Ada terlalu banyak ibu dan bapak berebut di depan panggung, berusaha merekam seluruh gerak-gerik anak yang tampil. Banyak yang pakai handphone (hape), tidak sedikit yang blak-blakan mengeblok pandangan orang di belakang karena merekam pakai tablet selebar majalah.

Kalau motret, mungkin masih oke lah, karena bisa cuma sebentar maju, lalu mundur lagi. Lha ini merekam video.

Di satu sisi, dongkol juga ya. Di sisi lain, cekikikan juga. Lalu, saya juga ingat kalau ’’merekam’’ ini sudah jadi kultur kita sekarang.

Datang ke konser? Tidak lagi berdiri atau duduk tenang, atau berjoget, menikmati lagu yang ditampilkan sang bintang di panggung. Semua pada sibuk mengacungkan tangan, merekam aksi di panggung.

Tangannya betah-betah.

Kadang awal sampai akhir terus teracung.

Saat pertandingan basket pun, saya lihat banyak orang yang terus merekam pertandingan memakai hape dan tablet.

Saya pun terus berpikir. Something is wrong… Ada yang nggak bener…

***

Pada Happy Wednesday edisi sebelumnya, saya pernah menyebut nama George Carlin sebagai stand-up comedian favorit saya.

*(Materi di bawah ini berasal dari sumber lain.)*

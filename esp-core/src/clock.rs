//! Wall-Clock, Kalender-Mathematik und SNTP
//!
//! Eigene Kalender-Funktionen statt chrono (no_std, kleines Binary).
//! Algorithmen: Howard Hinnant `days_from_civil` / `civil_from_days`.

use core::fmt::Write;

/// Offset zwischen NTP-Epoche (1900) und Unix-Epoche (1970) in Sekunden
pub const NTP_UNIX_OFFSET: u64 = 2_208_988_800;

/// Länge eines SNTP-Pakets in Bytes
pub const SNTP_PACKET_SIZE: usize = 48;

/// Länge von `YYYY-MM-DDTHH:MM:SSZ`
pub const ISO8601_LEN: usize = 20;

/// Kalenderzeit (UTC oder lokal, je nach Quelle)
#[derive(Debug, Clone, Copy, PartialEq, Eq)]
#[cfg_attr(feature = "defmt", derive(defmt::Format))]
pub struct WallClock {
    pub year: u16,
    pub month: u8,
    pub day: u8,
    pub hour: u8,
    pub minute: u8,
    pub second: u8,
    /// `false` solange keine Zeitsynchronisation stattgefunden hat
    pub synced: bool,
}

impl WallClock {
    /// Uhr ohne Synchronisation (1970-01-01 00:00:00)
    pub const fn unsynchronized() -> Self {
        Self {
            year: 1970,
            month: 1,
            day: 1,
            hour: 0,
            minute: 0,
            second: 0,
            synced: false,
        }
    }

    /// Erzeugt eine synchronisierte Uhr aus Unix-Sekunden
    pub fn from_unix_secs(secs: u64) -> Self {
        let days = (secs / 86_400) as i64;
        let rem = secs % 86_400;
        let (year, month, day) = civil_from_days(days);
        Self {
            year: year as u16,
            month,
            day,
            hour: (rem / 3600) as u8,
            minute: ((rem % 3600) / 60) as u8,
            second: (rem % 60) as u8,
            synced: true,
        }
    }

    /// Tage seit 1970-01-01 (eindeutige Kennung des Kalendertags)
    pub fn day_number(&self) -> i64 {
        days_from_civil(i64::from(self.year), self.month, self.day)
    }

    /// ISO-8601 Darstellung, z.B. `2026-01-05T01:00:00Z`
    pub fn iso8601(&self) -> heapless::String<ISO8601_LEN> {
        let mut out = heapless::String::new();
        // Passt immer: Jahr ist vierstellig solange u16 < 10000
        let _ = write!(
            out,
            "{:04}-{:02}-{:02}T{:02}:{:02}:{:02}Z",
            self.year, self.month, self.day, self.hour, self.minute, self.second
        );
        out
    }
}

/// Tage seit Unix-Epoche für ein proleptisch gregorianisches Datum
pub fn days_from_civil(year: i64, month: u8, day: u8) -> i64 {
    let y = if month <= 2 { year - 1 } else { year };
    let era = (if y >= 0 { y } else { y - 399 }) / 400;
    let yoe = y - era * 400;
    let m = i64::from(month);
    let mp = if m > 2 { m - 3 } else { m + 9 };
    let doy = (153 * mp + 2) / 5 + i64::from(day) - 1;
    let doe = yoe * 365 + yoe / 4 - yoe / 100 + doy;
    era * 146_097 + doe - 719_468
}

/// Umkehrung von [`days_from_civil`]: (Jahr, Monat, Tag)
pub fn civil_from_days(days: i64) -> (i64, u8, u8) {
    let z = days + 719_468;
    let era = (if z >= 0 { z } else { z - 146_096 }) / 146_097;
    let doe = z - era * 146_097;
    let yoe = (doe - doe / 1460 + doe / 36_524 - doe / 146_096) / 365;
    let doy = doe - (365 * yoe + yoe / 4 - yoe / 100);
    let mp = (5 * doy + 2) / 153;
    let day = (doy - (153 * mp + 2) / 5 + 1) as u8;
    let month = (if mp < 10 { mp + 3 } else { mp - 9 }) as u8;
    let year = yoe + era * 400 + i64::from(month <= 2);
    (year, month, day)
}

/// Verknüpft monotone Zeit mit Unix-Zeit nach einer Synchronisation
#[derive(Debug, Clone, Copy, PartialEq, Eq)]
#[cfg_attr(feature = "defmt", derive(defmt::Format))]
pub struct ClockAnchor {
    pub unix_secs: u64,
    pub mono_ms: u64,
}

impl ClockAnchor {
    /// Unix-Zeit zum monotonen Zeitpunkt `mono_ms`
    pub fn unix_at(&self, mono_ms: u64) -> u64 {
        self.unix_secs + mono_ms.saturating_sub(self.mono_ms) / 1000
    }
}

/// Fehler beim Auswerten einer SNTP-Antwort
#[derive(Debug, Clone, Copy, PartialEq, Eq)]
#[cfg_attr(feature = "defmt", derive(defmt::Format))]
pub enum SntpError {
    Truncated,
    NotServerMode,
    /// Stratum 0 (Kiss-o'-Death) oder Leap-Indicator "alarm"
    Unsynchronized,
    BeforeUnixEpoch,
}

/// SNTP Client-Request (LI=0, VN=4, Mode=3)
pub fn sntp_request() -> [u8; SNTP_PACKET_SIZE] {
    let mut packet = [0u8; SNTP_PACKET_SIZE];
    packet[0] = 0b00_100_011;
    packet
}

/// Liest die Transmit-Timestamp-Sekunden einer SNTP-Antwort als Unix-Zeit
pub fn parse_sntp_response(packet: &[u8]) -> Result<u64, SntpError> {
    if packet.len() < SNTP_PACKET_SIZE {
        return Err(SntpError::Truncated);
    }

    let leap = packet[0] >> 6;
    let mode = packet[0] & 0b111;
    let stratum = packet[1];

    if mode != 4 {
        return Err(SntpError::NotServerMode);
    }
    if stratum == 0 || leap == 3 {
        return Err(SntpError::Unsynchronized);
    }

    let ntp_secs = u64::from(u32::from_be_bytes([
        packet[40], packet[41], packet[42], packet[43],
    ]));
    ntp_secs
        .checked_sub(NTP_UNIX_OFFSET)
        .ok_or(SntpError::BeforeUnixEpoch)
}
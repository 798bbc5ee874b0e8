//! Integration Tests für den Matrix-Renderer
//!
//! Diese Tests laufen auf dem Host (x86_64) und nutzen MockDisplay

use esp_core::render::MATRIX_SIZE;
use esp_core::{
    DeviceState, DisplayError, MatrixRenderer, PixelDisplay, RenderFrame, Renderer,
    render_pattern,
};
use rgb::RGB8;

const BRIGHTNESS: u8 = 10;

const OFF: RGB8 = RGB8 { r: 0, g: 0, b: 0 };

// ============================================================================
// Mock Display
// ============================================================================

#[derive(Default)]
pub struct MockDisplay {
    pub last_frame: Option<Vec<RGB8>>,
    pub write_count: usize,
    pub fail_next_write: bool,
}

impl MockDisplay {
    pub fn new() -> Self {
        Self::default()
    }
}

impl PixelDisplay for MockDisplay {
    fn write(&mut self, pixels: &[RGB8]) -> Result<(), DisplayError> {
        if self.fail_next_write {
            self.fail_next_write = false;
            return Err(DisplayError::WriteFailed);
        }

        self.last_frame = Some(pixels.to_vec());
        self.write_count += 1;
        Ok(())
    }
}

fn frame(state: DeviceState, elapsed_ms: u64) -> RenderFrame {
    RenderFrame { state, elapsed_ms }
}

fn lit(pixels: &[RGB8]) -> usize {
    pixels.iter().filter(|p| **p != OFF).count()
}

const ALL_STATES: [DeviceState; 8] = [
    DeviceState::Initializing,
    DeviceState::TaskPending,
    DeviceState::RequestPending,
    DeviceState::Connecting,
    DeviceState::SuccessEffect,
    DeviceState::TaskCompleted,
    DeviceState::RetryingAfterError,
    DeviceState::Failed,
];

// ============================================================================
// Tests: MatrixRenderer
// ============================================================================

#[test]
fn test_renderer_writes_full_matrix() {
    let mut renderer = MatrixRenderer::new(MockDisplay::new(), BRIGHTNESS);
    renderer.render(frame(DeviceState::TaskPending, 0)).unwrap();

    let display = renderer.display();
    assert_eq!(display.write_count, 1);
    assert_eq!(display.last_frame.as_ref().map(Vec::len), Some(MATRIX_SIZE));
}

#[test]
fn test_renderer_skips_unchanged_frames() {
    let mut renderer = MatrixRenderer::new(MockDisplay::new(), BRIGHTNESS);

    // Statisches Muster: Zeit ändert nichts am Bild
    for elapsed_ms in (0..1_000).step_by(100) {
        renderer
            .render(frame(DeviceState::TaskCompleted, elapsed_ms))
            .unwrap();
    }
    assert_eq!(renderer.display().write_count, 1);

    renderer.render(frame(DeviceState::TaskPending, 0)).unwrap();
    assert_eq!(renderer.display().write_count, 2);
}

#[test]
fn test_renderer_retries_after_write_failure() {
    let mut display = MockDisplay::new();
    display.fail_next_write = true;
    let mut renderer = MatrixRenderer::new(display, BRIGHTNESS);

    let result = renderer.render(frame(DeviceState::Failed, 0));
    assert_eq!(result, Err(DisplayError::WriteFailed));
    assert_eq!(renderer.display().write_count, 0);

    // Gleicher Frame wird erneut gesendet
    renderer.render(frame(DeviceState::Failed, 100)).unwrap();
    assert_eq!(renderer.display().write_count, 1);
}

// ============================================================================
// Tests: Muster
// ============================================================================

#[test]
fn test_every_state_lights_something() {
    for state in ALL_STATES {
        let pixels = render_pattern(&frame(state, 0), BRIGHTNESS);
        // Pulsieren startet dunkel
        if state == DeviceState::Connecting {
            assert_eq!(lit(&pixels), 0);
        } else {
            assert!(lit(&pixels) > 0, "{state:?} is dark");
        }
    }
}

#[test]
fn test_resting_states_look_different() {
    let pending = render_pattern(&frame(DeviceState::TaskPending, 0), BRIGHTNESS);
    let completed = render_pattern(&frame(DeviceState::TaskCompleted, 0), BRIGHTNESS);
    let failed = render_pattern(&frame(DeviceState::Failed, 0), BRIGHTNESS);
    assert_ne!(pending, completed);
    assert_ne!(pending, failed);
    assert_ne!(completed, failed);
}

#[test]
fn test_retry_blinks() {
    let on = render_pattern(&frame(DeviceState::RetryingAfterError, 0), BRIGHTNESS);
    let off = render_pattern(&frame(DeviceState::RetryingAfterError, 500), BRIGHTNESS);
    assert_eq!(lit(&on), MATRIX_SIZE);
    assert_eq!(lit(&off), 0);
}

#[test]
fn test_zero_brightness_is_dark() {
    for state in ALL_STATES {
        let pixels = render_pattern(&frame(state, 250), 0);
        assert_eq!(lit(&pixels), 0);
    }
}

Saya teringat pada salah satu bagian dari penampilan sang komedian. Saya akan mengutipnya di bawah ini, dengan mengubah beberapa bagian supaya lebih relevan dengan kondisi saat ini. Misalnya, Carlin dulu menyebut ’’camcorder’’ alias handycam, dan itu saya ganti dengan handphone. Saya tentu juga mengganti kata-kata jorok yang dia pakai…

Berikut ucap Carlin:

’’(Alat perekam video) ini teknologi yang berlebihan. Ke mana-mana kita pergi, selalu ada orang brengsek membawa handphone, dan dia akan merekam segalanya!

Sudah tidak adakah orang di negeri ini yang memilih untuk duduk diam dan memperhatikan, meresapi apa yang mereka lihat, lalu mengenangnya di dalam kepala? Apakah itu sesuatu yang aneh?

Apakah pengalaman harus selalu diabadikan, dibawa pulang, lalu disimpan dalam alat? Dan apakah orang akan menonton kembali rekaman-rekaman itu? Apakah orang-orang sudah begitu tidak ada kerjaan, sehingga mereka lebih banyak duduk di rumah menonton kembali hal-hal yang sudah mereka lihat atau lakukan?’’

***

Itu dua kata kunci dari sindiran Carlin tersebut.

Bayangkan saja. Kita pergi menonton anak kita beraksi di atas panggung. Seburuk apa pun akting, gaya, dan suara mereka di atas panggung, mereka tetap anak kita.

Rekaman video paling profesional tidak akan mampu membuatnya lebih baik, menjadikan anak-anak kita seperti superstar atau bintang Hollywood.

Lagi pula, biasanya yang bikin acara sudah menyiapkan kru video untuk merekam kegiatan di panggung. Dan kamera mereka pasti jauh lebih bagus daripada handphone atau tablet perekam kita.

Dan tentu saja, operatornya lebih profesional.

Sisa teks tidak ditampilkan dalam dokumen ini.